Rarely has a political party more deserved the destruction the Republican Party may be about to suffer at the hands of President Trump’s former strategist, ideological guru and onetime puppeteer Steve Bannon. It was obvious during the earliest days of the campaign that Trump never intended to be either the leader or the protector of the Republican Party. He had contempt for the party. For one thing, it was a proven loser. For another, it crumpled like stick figures under his steamroller. Who could respect people who fell so easily, and so willingly?

Party leaders were especially contemptible in Trump’s eyes. They couldn’t even see what he was doing to them, or if they did, they were too cowardly to stop him. He had contempt for them when they tried to distance themselves from his racist, sexist and all around antisocial behavior. But he had even more contempt for them when they nevertheless came crawling back to him, again and again, pledging their fealty. He knew they came back not because they approved of him but because they feared him and the political following he commanded. He had stolen the hearts of their constituents, and therefore he owned them. He would use them as needed, and dispose of them when he could, knowing they could do nothing about it. “I saw them at Munich,” Hitler said of his British and French counterparts, whom he dubbed “little worms.”

.. Trump could even pretend to support the establishment’s choice, but his voters would know better. The result would be a rout. Some establishment Republicans would lose, either in the primary or the general; others would be afraid to run for reelection; others would try to suck up to Bannon in the hopes of persuading him not to unleash the hounds; all would try to mimic Trump. And it didn’t matter which path they took: These would all be victories for Trump.

.. Republican leaders cry, “You’re helping the Democrats win!” But that doesn’t matter to Bannon and Trump. For one thing, it may not even be true, for who can be sure that a thoroughly Trumpist Republican Party won’t be able to defeat a Democratic Party apparently bent on nominating unelectable candidates on the left? But either way, Bannon and Trump undoubtedly believe it is more important to turn the party into Trump’s personal vehicle, to drive out the resisters, the finger-waggers, the losers, the proud scions of the responsible establishment who could not stop Trump and apparently cannot legislate their way out of a paper bag.

.. Should we have rooted for Republican leaders to fight back? Sure. And we did. The party would be worth saving if it contained even a dozen women and men of courage. But of course if it did contain such people, it wouldn’t need saving.

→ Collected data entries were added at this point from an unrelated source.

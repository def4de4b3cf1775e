// src/lib.rs
//! クロンダイク (ひとり用ソリティア) の操作部分だよ！🃏
//!
//! カードの山の管理、ドラッグ＆ドロップ、置けるかどうかのルール判定、描画データ作りまで。
//! ブラウザ (wasm) からは `GameApp` を使って、ネイティブからは `GameState` を直接使う。

// WASM と JavaScript を繋ぐための基本！
use wasm_bindgen::prelude::*;

// 自分で作ったモジュールたち！ これでコードを整理してるんだ。
pub mod app;
pub mod board;
pub mod components;
pub mod config;
pub mod error;
pub mod game;
pub mod logic;
pub mod systems;

pub use app::drag_handler::{DragController, DragOutcome, PressOutcome};
pub use app::game_app::GameApp;
pub use app::renderer::{CardSprite, RenderSnapshot, Renderer, SlotSprite};
pub use board::Board;
pub use config::{EmptyTableauRule, GameConfig, LayoutConfig};
pub use error::{GameError, Result};
pub use game::GameState;

// main 関数の代わりに、Wasm がロードされた時に最初に実行される関数だよ。
#[wasm_bindgen(start)]
pub fn start() {
    console_error_panic_hook::set_once();
    if app::console_logger::init().is_ok() {
        log::info!("Panic hook and console logger set!");
    }
}
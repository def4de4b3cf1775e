// src/systems/deal_system.rs

use log::info;

use super::System;
use crate::components::stack::{StackType, TABLEAU_COUNT};
use crate::error::Result;
use crate::game::GameState;

// === 初期カード配置システム！ ===
// ゲーム開始時に、山札 (Deck) から7つの場札と山札 (Stock) にカードを配る役割だよ。
#[derive(Debug, Default, Clone, Copy)]
pub struct DealInitialCardsSystem;

impl System for DealInitialCardsSystem {
    /// クロンダイクのルールで配るよ！🎉
    ///
    /// - 場札 i 列目には i+1 枚 (Deck の上から順番に引く)
    /// - 各列で最後に配った1枚だけ表向き
    /// - 残り 24 枚は全部、裏向きのまま山札 (Stock) へ
    fn run(&mut self, state: &mut GameState) -> Result<()> {
        let board = state.board_mut();

        for tableau_index in 0..TABLEAU_COUNT {
            for card_in_tableau in 0..=tableau_index {
                let mut card = board.deck_mut().draw()?;
                // その列の一番上のカードだけ表向きにするよ！👀
                if card_in_tableau == tableau_index {
                    card.flip();
                }
                board.stack_mut(StackType::Tableau(tableau_index))?.push(card);
            }
        }

        // 残りは順番を変えずに山札へ。Deck の一番上がそのまま Stock の一番上になる。
        let remaining = board.deck_mut().drain_remaining();
        let stock_count = remaining.len();
        board.stack_mut(StackType::Stock)?.extend_run(remaining);

        info!("DealInitialCardsSystem: dealt 28 cards to tableau, {} to stock", stock_count);
        Ok(())
    }
}

// --- テストコード ---
#[cfg(test)]
mod tests {
    use super::*;
    use crate::config::GameConfig;
    use crate::components::stack::Stack;
    use rand::{rngs::StdRng, SeedableRng};
    use std::collections::HashSet;

    #[test]
    fn deal_matches_klondike_layout() {
        let mut rng = StdRng::seed_from_u64(42);
        let state = GameState::new_with_rng(GameConfig::default(), &mut rng)
            .expect("配れるはず");
        let board = state.board();

        // 1. 場札の枚数と表裏
        for i in 0..TABLEAU_COUNT {
            let column = board.stack(StackType::Tableau(i)).expect("列はあるはず");
            assert_eq!(column.len(), usize::from(i) + 1, "場札 {} の枚数が違う", i);
            let (last, rest) = column.cards().split_last().expect("空じゃないはず");
            assert!(last.is_face_up(), "場札 {} の一番上は表向きのはず", i);
            assert!(rest.iter().all(|card| !card.is_face_up()), "場札 {} の下は裏向きのはず", i);
        }

        // 2. 山札は 24 枚全部裏向き、Deck は空
        let stock = board.stack(StackType::Stock).expect("山札はあるはず");
        assert_eq!(stock.len(), 24);
        assert!(stock.cards().iter().all(|card| !card.is_face_up()));
        assert!(board.deck().is_empty());
        assert!(board.stack(StackType::Waste).map(Stack::is_empty).unwrap_or(false));

        // 3. 全部で 52 枚、重複なし
        let unique: HashSet<_> = board.all_cards().map(|card| (card.suit(), card.rank())).collect();
        assert_eq!(unique.len(), 52);
        assert_eq!(board.total_card_count(), 52);
        println!("DealInitialCardsSystem のテスト、成功！🎉");
    }

    #[test]
    fn dealing_twice_runs_out_of_cards() {
        let mut state = GameState::new(GameConfig::default()).expect("配れるはず");
        let err = DealInitialCardsSystem.run(&mut state).expect_err("Deck はもう空のはず");
        assert_eq!(err, crate::error::GameError::EmptyDeck);
    }
}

.. The rest of Republican voters should leave the party until it earns back the right to their support. They should change their registration and start voting for Democratic moderates and centrists, as some Republicans did in Virginia recently, to give them a leg up in their fight against the party’s left wing. A third party of “good Republicans” is a fantasy. This is a two-party country. To defeat one, you have to support the other, either directly or indirectly. Right now the country’s best hope is for a moderate Democratic Party that speaks for that sizable majority of Americans who recognize the peril of seven more years of Trump in the White House.